Practicing yoga can help you become a better version of yourself, physically and mentally.

But that won’t happen if you force your body to do things it shouldn’t. In fact, if you don’t pay attention to whether movements make sense for your unique anatomy, you’ll be on a path to pain instead of enlightenment.

Woman Practicing Cobra Pose to Avoid Yoga Injury |

That means, for instance, if you haven’t developed the flexibility for a very bendy pose, it’s a bad idea to go for it anyway. Logic and knowledge of your body (you know it better than anyone) will tell you when to back off. Commit to listening.

Sometimes, though, it’s not clear whether a pose could injure you. This is especially true for more basic moves that practitioners repeat a lot – forward bends, for example.

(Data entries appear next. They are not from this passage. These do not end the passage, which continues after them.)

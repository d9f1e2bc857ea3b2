use serde::{Deserialize, Serialize};
use url::Url;

use super::endpoint;
use super::location::Coordinate;

/// Reverse geocode: postcodes nearest to `coordinate`.
pub fn url(base: &Url, coordinate: &Coordinate) -> Result<Url, url::ParseError> {
    let mut url = endpoint(base, "postcodes")?;
    url.query_pairs_mut()
        .append_pair("lat", &coordinate.latitude.to_string())
        .append_pair("lon", &coordinate.longitude.to_string());
    Ok(url)
}

#[derive(Clone, Debug, Default, PartialEq, Serialize, Deserialize)]
pub struct PostcodeResponse {
    pub status: u16,
    /// `null` when nothing is near enough.
    #[serde(default)]
    pub result: Option<Vec<Postcode>>,
}

impl PostcodeResponse {
    /// The nearest postcode, if any.
    pub fn nearest(&self) -> Option<&Postcode> {
        self.result.as_deref().and_then(<[Postcode]>::first)
    }
}

#[derive(Clone, Debug, Default, PartialEq, Serialize, Deserialize)]
pub struct Postcode {
    pub postcode: String,
    pub outcode: String,
    #[serde(default)]
    pub admin_district: Option<String>,
    pub latitude: f64,
    pub longitude: f64,
}
mod common;

use carbon_core::CoreError;
use carbon_http_manager::{HttpError, HttpResponse};
use carbon_shared::model::{Mode, Model};
use carbon_shared::{Effect, Outcome};
use carbon_time_manager::TimeResponse;
use chrono::{DateTime, Utc};
use common::*;

#[test]
fn national_happy_path() {
    let session = session();

    // asks for the time first, nothing to render yet
    let requests = session.handle_event(carbon_shared::Event::GetNational);
    assert_eq!(kinds(&requests), vec!["Time"]);

    let requests = session
        .handle_response(
            requests[0].id,
            Outcome::Time(TimeResponse("2023-07-06T20:30:00Z".to_string())),
        )
        .expect("time accepted");
    assert_eq!(
        urls(&requests),
        vec![
            "https://api.carbonintensity.org.uk/intensity/2023-07-06T20:30Z/fw24h".to_string(),
            "https://api.carbonintensity.org.uk/generation/2023-07-06T20:30Z/2023-07-07T20:30Z"
                .to_string(),
        ]
    );
    assert!(requests.iter().all(|r| !r.effect.is_render()));
    session.with_engine(|engine| assert_eq!(engine.model().time, instant("2023-07-06T20:30:00Z")));

    let intensity = http_request(&requests, "/intensity/").id;
    let mix = http_request(&requests, "/generation/").id;

    let after_intensity = session
        .handle_response(intensity, Outcome::Http(Ok(HttpResponse::ok(NATIONAL.to_vec()))))
        .expect("intensity accepted");
    assert_eq!(kinds(&after_intensity), vec!["Render"]);
    assert!(session.is_outstanding(&mix));

    let view = session.view();
    assert_eq!(view.national_name, "UK");
    assert_eq!(view.national_intensity.len(), 2);
    assert_eq!(view.national_intensity[0].date, "2023-07-04T23:30:00+00:00");
    assert_eq!(view.national_intensity[0].forecast, 142);
    assert_eq!(view.national_intensity[0].actual, Some(129));
    assert_eq!(view.national_intensity[1].actual, None);
    assert!(view.national_mix.is_empty());

    let after_mix = session
        .handle_response(mix, Outcome::Http(Ok(HttpResponse::ok(NATIONAL_MIX.to_vec()))))
        .expect("mix accepted");
    assert_eq!(kinds(&after_mix), vec!["Render"]);
    assert_eq!(session.outstanding(), 0);

    let view = session.view();
    assert_eq!(view.mode, Mode::National);
    assert_eq!(view.national_mix.len(), 8);
    assert_eq!(view.national_mix[0].hh_mm, "23:30");
    assert_eq!(view.national_mix[0].fuel, "biomass");
    assert_eq!(view.national_mix[0].perc, 5.4);
    assert_eq!(view.local_name, "Local");
    assert!(view.local_intensity.is_empty());

    session.with_engine(|engine| {
        assert_eq!(engine.model().national.last_updated, instant("2023-07-06T20:30:00Z"));
    });
}

#[test]
fn recent_data_is_not_refetched() {
    let mut model = Model::default();
    model.national.last_updated = instant("2023-07-06T20:30:00Z");
    let session = session_with(model);

    let requests = session.handle_event(carbon_shared::Event::GetNational);
    let requests = session
        .handle_response(
            requests[0].id,
            Outcome::Time(TimeResponse("2023-07-06T20:59:00Z".to_string())),
        )
        .expect("time accepted");

    assert_eq!(kinds(&requests), vec!["Render"]);
}

#[test]
fn stale_data_is_refetched_from_the_new_time() {
    let mut model = Model::default();
    model.national.last_updated = instant("2023-07-06T20:30:00Z");
    let session = session_with(model);

    let requests = session.handle_event(carbon_shared::Event::GetNational);
    let requests = session
        .handle_response(
            requests[0].id,
            Outcome::Time(TimeResponse("2023-07-06T21:01:00Z".to_string())),
        )
        .expect("time accepted");

    assert_eq!(
        urls(&requests)[0],
        "https://api.carbonintensity.org.uk/intensity/2023-07-06T21:01Z/fw24h"
    );
}

#[test]
fn failures_render_and_leave_data_stale() {
    let session = session();
    let requests = session.handle_event(carbon_shared::Event::GetNational);
    let requests = session
        .handle_response(
            requests[0].id,
            Outcome::Time(TimeResponse("2023-07-06T20:30:00Z".to_string())),
        )
        .expect("time accepted");

    let failed = session
        .handle_response(
            http_request(&requests, "/intensity/").id,
            Outcome::Http(Err(HttpError::Transport("offline".to_string()))),
        )
        .expect("accepted");
    assert_eq!(kinds(&failed), vec!["Render"]);

    let unavailable = session
        .handle_response(
            http_request(&requests, "/generation/").id,
            Outcome::Http(Ok(HttpResponse::status(503, b"busy".to_vec()))),
        )
        .expect("accepted");
    assert_eq!(kinds(&unavailable), vec!["Render"]);

    let view = session.view();
    assert!(view.national_intensity.is_empty());
    assert!(view.national_mix.is_empty());
    session.with_engine(|engine| {
        assert_eq!(engine.model().national.last_updated, DateTime::<Utc>::default());
    });
}

#[test]
fn undecodable_body_is_a_failure() {
    let session = session();
    let requests = session.handle_event(carbon_shared::Event::GetNational);
    let requests = session
        .handle_response(
            requests[0].id,
            Outcome::Time(TimeResponse("2023-07-06T20:30:00Z".to_string())),
        )
        .expect("time accepted");

    let rendered = session
        .handle_response(
            http_request(&requests, "/intensity/").id,
            Outcome::Http(Ok(HttpResponse::ok(b"{\"data\": 7}".to_vec()))),
        )
        .expect("accepted");

    assert_eq!(kinds(&rendered), vec!["Render"]);
    assert!(session.view().national_intensity.is_empty());
}

#[test]
fn unreadable_time_renders_without_fetching() {
    let session = session();
    let requests = session.handle_event(carbon_shared::Event::GetNational);

    let requests = session
        .handle_response(requests[0].id, Outcome::Time(TimeResponse(String::new())))
        .expect("accepted");

    assert_eq!(kinds(&requests), vec!["Render"]);
    assert_eq!(session.outstanding(), 0);
}

#[test]
fn wrong_outcome_kind_is_rejected() {
    let session = session();
    let requests = session.handle_event(carbon_shared::Event::GetNational);
    let id = requests[0].id;

    let err = session
        .handle_response(id, Outcome::Http(Ok(HttpResponse::ok(Vec::new()))))
        .expect_err("time expected");

    assert_eq!(
        err,
        CoreError::OutcomeMismatch {
            id,
            expected: "Time",
            found: "Http",
        }
    );
    assert!(session.is_outstanding(&id));
}

#[test]
fn switching_mode_only_renders() {
    let session = session();

    let requests = session.handle_event(carbon_shared::Event::SwitchMode(Mode::Local));

    assert_eq!(requests.len(), 1);
    assert_eq!(requests[0].effect, Effect::Render);
    assert_eq!(session.view().mode, Mode::Local);
}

Below are a few physical areas particularly vulnerable to yoga asana practice, along with tips on modifying common poses that can cause trouble.

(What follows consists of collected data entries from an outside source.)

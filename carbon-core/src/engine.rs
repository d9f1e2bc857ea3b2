use std::time::SystemTime;

use crate::{
    tracing_observer, App, AppCommand, ChainId, CoreError, CorrelationId, CorrelationRegistry,
    EffectKind, Observation, ObserverFn, OutcomeKind, Request, Resolver, Step,
};

struct Pending<Ev, Out> {
    kind: &'static str,
    resolve: Option<Resolver<Ev, Out>>,
}

/// Sole owner of the app model. Turns events and responses into requests.
///
/// Every call runs to completion without I/O. Non-render requests are
/// tracked until answered; render requests get a fresh id but are never
/// tracked. A returned batch holds at most one render, always last, and one is
/// added whenever the chain that produced the batch has nothing left in flight.
pub struct Engine<A: App> {
    app: A,
    model: A::Model,
    registry: CorrelationRegistry<Pending<A::Event, A::Outcome>>,
    next_chain: u64,
    observer: ObserverFn<A::Event, A::Effect, A::Outcome>,
}

impl<A: App> Engine<A> {
    pub fn new(app: A) -> Self {
        Self::with_observer(app, tracing_observer())
    }

    pub fn with_observer(app: A, observer: ObserverFn<A::Event, A::Effect, A::Outcome>) -> Self {
        Self {
            app,
            model: A::Model::default(),
            registry: CorrelationRegistry::new(),
            next_chain: 1,
            observer,
        }
    }

    /// Start from an existing model instead of `Model::default()`.
    pub fn with_model(mut self, model: A::Model) -> Self {
        self.model = model;
        self
    }

    /// Open a new causal chain for `event` and return the requests it needs.
    pub fn handle_event(&mut self, event: A::Event) -> Vec<Request<A::Effect>> {
        let chain = ChainId(self.next_chain);
        self.next_chain += 1;
        self.apply(chain, event)
    }

    /// Resolve an outstanding request and continue its chain.
    ///
    /// Unknown ids and mismatched outcome kinds are rejected without touching
    /// the model; a mismatched request stays outstanding.
    pub fn handle_response(
        &mut self,
        id: CorrelationId,
        outcome: A::Outcome,
    ) -> Result<Vec<Request<A::Effect>>, CoreError> {
        let Some(expected) = self.registry.get(&id).map(|pending| pending.kind) else {
            return Err(self.reject(CoreError::UnknownCorrelation(id)));
        };
        let found = outcome.answers();
        if expected != found {
            return Err(self.reject(CoreError::OutcomeMismatch {
                id,
                expected,
                found,
            }));
        }
        let Some((chain, pending)) = self.registry.resolve(&id) else {
            return Err(self.reject(CoreError::UnknownCorrelation(id)));
        };

        (self.observer)(&Observation::Response {
            ts: SystemTime::now(),
            chain,
            id,
            data: outcome.clone(),
        });

        match pending.resolve.and_then(|resolve| resolve(outcome)) {
            Some(event) => Ok(self.apply(chain, event)),
            None => {
                tracing::warn!(%id, %chain, kind = expected, "outcome produced no event");
                Ok(self.emit(chain, AppCommand::<A>::none()))
            }
        }
    }

    /// Fresh view of the current model.
    pub fn snapshot(&self) -> A::View {
        self.app.view(&self.model)
    }

    pub fn model(&self) -> &A::Model {
        &self.model
    }

    /// Number of requests awaiting a response, across all chains.
    pub fn outstanding(&self) -> usize {
        self.registry.len()
    }

    pub fn outstanding_in(&self, chain: ChainId) -> usize {
        self.registry.outstanding_in(chain)
    }

    pub fn is_outstanding(&self, id: &CorrelationId) -> bool {
        self.registry.is_outstanding(id)
    }

    pub fn chain_of(&self, id: &CorrelationId) -> Option<ChainId> {
        self.registry.chain_of(id)
    }

    fn apply(&mut self, chain: ChainId, event: A::Event) -> Vec<Request<A::Effect>> {
        (self.observer)(&Observation::Event {
            ts: SystemTime::now(),
            chain,
            data: event.clone(),
        });
        let cmd = self.app.update(event, &mut self.model);
        self.emit(chain, cmd)
    }

    fn emit(&mut self, chain: ChainId, cmd: AppCommand<A>) -> Vec<Request<A::Effect>> {
        let mut requests = Vec::with_capacity(cmd.len() + 1);
        let mut render = false;

        for Step { effect, resolve } in cmd.into_inner() {
            if effect.is_render() {
                render = true;
                continue;
            }
            let id = self.registry.issue();
            let kind = effect.kind();
            self.registry.register(id, chain, Pending { kind, resolve });
            requests.push(self.request(chain, id, effect));
        }

        if render || self.registry.outstanding_in(chain) == 0 {
            let id = self.registry.issue();
            requests.push(self.request(chain, id, A::Effect::render()));
        }

        requests
    }

    fn request(
        &self,
        chain: ChainId,
        id: CorrelationId,
        effect: A::Effect,
    ) -> Request<A::Effect> {
        (self.observer)(&Observation::Request {
            ts: SystemTime::now(),
            chain,
            id,
            data: effect.clone(),
        });
        Request { id, effect }
    }

    fn reject(&self, error: CoreError) -> CoreError {
        (self.observer)(&Observation::Rejected {
            ts: SystemTime::now(),
            error: error.clone(),
        });
        error
    }
}
use serde::{Deserialize, Serialize};
use std::time::Duration;

const DEFAULT_EFFECT_TIMEOUT_MS: u64 = 30_000;

/// Error raised while reading configuration text.
#[derive(Debug, thiserror::Error)]
pub enum ConfigError {
    #[error("invalid configuration: {0}")]
    Parse(#[from] toml::de::Error),
    #[error("invalid configuration value for `{field}`: {reason}")]
    Invalid { field: &'static str, reason: String },
}

/// Tuning for the capability dispatcher.
#[derive(Clone, Debug, PartialEq, Eq, Serialize, Deserialize)]
#[serde(default)]
pub struct DispatcherConfig {
    /// Upper bound on a single capability execution before it is failed.
    pub effect_timeout_ms: u64,
}

impl DispatcherConfig {
    pub fn effect_timeout(&self) -> Duration {
        Duration::from_millis(self.effect_timeout_ms)
    }

    pub fn with_effect_timeout(mut self, timeout: Duration) -> Self {
        self.effect_timeout_ms = u64::try_from(timeout.as_millis()).unwrap_or(u64::MAX);
        self
    }

    /// Parse a TOML document such as `effect_timeout_ms = 500`.
    pub fn from_toml_str(source: &str) -> Result<Self, ConfigError> {
        let config: Self = toml::from_str(source)?;
        config.validate()?;
        Ok(config)
    }

    pub fn validate(&self) -> Result<(), ConfigError> {
        if self.effect_timeout_ms == 0 {
            return Err(ConfigError::Invalid {
                field: "effect_timeout_ms",
                reason: "must be greater than zero".to_string(),
            });
        }
        Ok(())
    }
}

impl Default for DispatcherConfig {
    fn default() -> Self {
        Self {
            effect_timeout_ms: DEFAULT_EFFECT_TIMEOUT_MS,
        }
    }
}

Most flow, or vinyasa, classes (among the most popular types of classes) include lots of standing forward bends and include seated forward bends, both of which stretch the hamstrings. Do enough of them, and over time you’re likely to aggravate tendons, which attach your muscles to your bones. When that happens you’ll feel a tight or cramp-like sensation (if not searing pain) under your buttock or even inside it.

How to protect yourself

Do fewer forward bends.

Physically, that’s easy advice to follow. Mentally, practitioners feel compelled to keep doing forward bends because the teacher cues them.

Try this instead: To skip a standing forward bend but still transition to plank or downward dog (a typical sequence in flow practice), simply squat, place your hands down shoulder-width apart, and then step back to plank or downward dog. Or instead of squatting, modify your forward bend by bending your knees.

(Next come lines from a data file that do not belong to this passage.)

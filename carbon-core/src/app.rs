use std::fmt::Debug;

use crate::{Command, EffectKind, OutcomeKind};

/// Command type produced by an app's `update`.
pub type AppCommand<A> = Command<<A as App>::Event, <A as App>::Effect, <A as App>::Outcome>;

/// The domain logic driven by the engine.
///
/// `update` must not perform I/O; everything asynchronous goes out as an
/// effect and comes back as an event via the request's resolver.
pub trait App: Send + 'static {
    type Event: Clone + Debug + Send + 'static;
    type Model: Default + Send + 'static;
    type View;
    type Effect: EffectKind + Clone + Debug + Send + 'static;
    type Outcome: OutcomeKind + Clone + Debug + Send + 'static;

    fn update(&self, event: Self::Event, model: &mut Self::Model) -> AppCommand<Self>;

    fn view(&self, model: &Self::Model) -> Self::View;
}
use crate::Observation;
use std::fmt::Debug;
use std::sync::Arc;

/// Callback invoked synchronously by the engine for every [`Observation`].
pub type ObserverFn<Ev, Ef, Out> = Arc<dyn Fn(&Observation<Ev, Ef, Out>) + Send + Sync>;

pub fn no_op_observer<Ev, Ef, Out>() -> ObserverFn<Ev, Ef, Out>
where
    Ev: 'static,
    Ef: 'static,
    Out: 'static,
{
    Arc::new(|_: &Observation<Ev, Ef, Out>| {})
}

/// Logs every observation through `tracing`, one target per kind so they can
/// be enabled independently (`RUST_LOG=carbon-core::Request=debug`).
pub fn tracing_observer<Ev, Ef, Out>() -> ObserverFn<Ev, Ef, Out>
where
    Ev: Debug + 'static,
    Ef: Debug + 'static,
    Out: Debug + 'static,
{
    Arc::new(|observation: &Observation<Ev, Ef, Out>| match observation {
        Observation::Event { chain, data, .. } => {
            tracing::info!(target: "carbon-core::Event", %chain, "Event({:?})", data);
        }
        Observation::Request { chain, id, data, .. } => {
            tracing::debug!(target: "carbon-core::Request", %chain, %id, "Request({:?})", data);
        }
        Observation::Response { chain, id, data, .. } => {
            tracing::debug!(target: "carbon-core::Response", %chain, %id, "Response({:?})", data);
        }
        Observation::Rejected { error, .. } => {
            tracing::warn!(target: "carbon-core::Rejected", %error, "Rejected");
        }
    })
}

/// Pass through only the observation kinds switched on. Rejections always pass.
pub fn filter_observer<Ev, Ef, Out>(
    wrapped: ObserverFn<Ev, Ef, Out>,
    events: bool,
    requests: bool,
    responses: bool,
) -> ObserverFn<Ev, Ef, Out>
where
    Ev: 'static,
    Ef: 'static,
    Out: 'static,
{
    filter_with(wrapped, move |observation| match observation {
        Observation::Event { .. } => events,
        Observation::Request { .. } => requests,
        Observation::Response { .. } => responses,
        Observation::Rejected { .. } => true,
    })
}

pub fn filter_with<Ev, Ef, Out, F>(
    wrapped: ObserverFn<Ev, Ef, Out>,
    keep: F,
) -> ObserverFn<Ev, Ef, Out>
where
    Ev: 'static,
    Ef: 'static,
    Out: 'static,
    F: Fn(&Observation<Ev, Ef, Out>) -> bool + Send + Sync + 'static,
{
    Arc::new(move |observation: &Observation<Ev, Ef, Out>| {
        if keep(observation) {
            wrapped(observation);
        }
    })
}

/// Fan one observation out to several observers, in order.
pub fn tee_observer<Ev, Ef, Out>(
    observers: Vec<ObserverFn<Ev, Ef, Out>>,
) -> ObserverFn<Ev, Ef, Out>
where
    Ev: 'static,
    Ef: 'static,
    Out: 'static,
{
    Arc::new(move |observation: &Observation<Ev, Ef, Out>| {
        observers.iter().for_each(|observer| observer(observation));
    })
}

For seated forward bend, put rolled blankets or a bolster under your knees and hinge your torso forward only slightly.

Spine: Neck and Low Back

The neck is the most flexible part of the spine, followed by the lower back. That means you can move them around more easily than other parts of the spine (read: push their limits), so they are prone to injury.

How to protect yourself

Keep your neck in a neutral position, as opposed to straining to lift your head high, in poses such as cobra or upward dog. Likewise, don’t mindlessly drop your head way back. And your head should bear very little weight in a more advanced pose like headstand, so that you don’t compress your cervical vertebra—your forearms are your primary base.

Low back
Start with the simplest version of backbends during each practice: a few baby cobras, then move to cobra and, perhaps, to upward dog.

The key with backbends is lengthening your lower back and distributing the arch throughout your spine. In cobras a good way to do this (while prone with your forehead down) is by pressing the front of your hip bones into the mat and trying to reach your tailbone toward your heels, then reaching your crown ahead—all before lifting to the backbend.


Any pose that puts weight on your palms, especially if it bends your wrists back, puts pressure on your wrists, narrowing the carpal tunnel: upward dog, plank and crow, to name a few. Downward dog can aggravate wrists over time too. If you have carpal tunnel syndrome it’s a good idea to back off these poses, particularly if you feel pain. Do poses that use your forearms instead: dolphin for downward dog and cobra for upward dog. That said, you might be able to use the modification below and still practice them.

How to protect yourself

Stretch your fingers first, gently pulling them back and curling them in toward your wrists. Then roll your wrists, and flex and extend them a few times.

When you practice problematic poses, take weight out of the heels of your hands and transfer it to your fingers by pressing through the knuckles. This also builds strength in your arms and back, a two-for-one benefit!